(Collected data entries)

- - - - - - -

//! The record store boundary.

use async_trait::async_trait;

use userhub_entity::user::{CreateUser, ListUsersParams, UpdateUser, User};

use crate::result::AppResult;

/// The persistence abstraction providing CRUD operations over users.
///
/// The HTTP layer only ever talks to the store through this trait, so the
/// concrete backend (PostgreSQL in production, in-memory in tests) stays
/// swappable behind an `Arc<dyn UserStore>`.
#[async_trait]
pub trait UserStore: Send + Sync + 'static {
    /// Insert a new user and return the created record.
    async fn create(&self, data: &CreateUser) -> AppResult<User>;

    /// Fetch a user by primary key. A missing row is an error.
    async fn get(&self, id: i32) -> AppResult<User>;

    /// List users honoring the limit/offset parameters.
    async fn list(&self, params: &ListUsersParams) -> AppResult<Vec<User>>;

    /// Apply a partial update and return the updated record.
    /// Fields left `None` keep their stored value.
    async fn update(&self, id: i32, data: &UpdateUser) -> AppResult<User>;

    /// Delete a user by primary key. Returns `false` when no row matched.
    async fn delete(&self, id: i32) -> AppResult<bool>;
}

- - - - - - -

Across the entries, how many lines hold the word "UserStore"? Say only the number.

2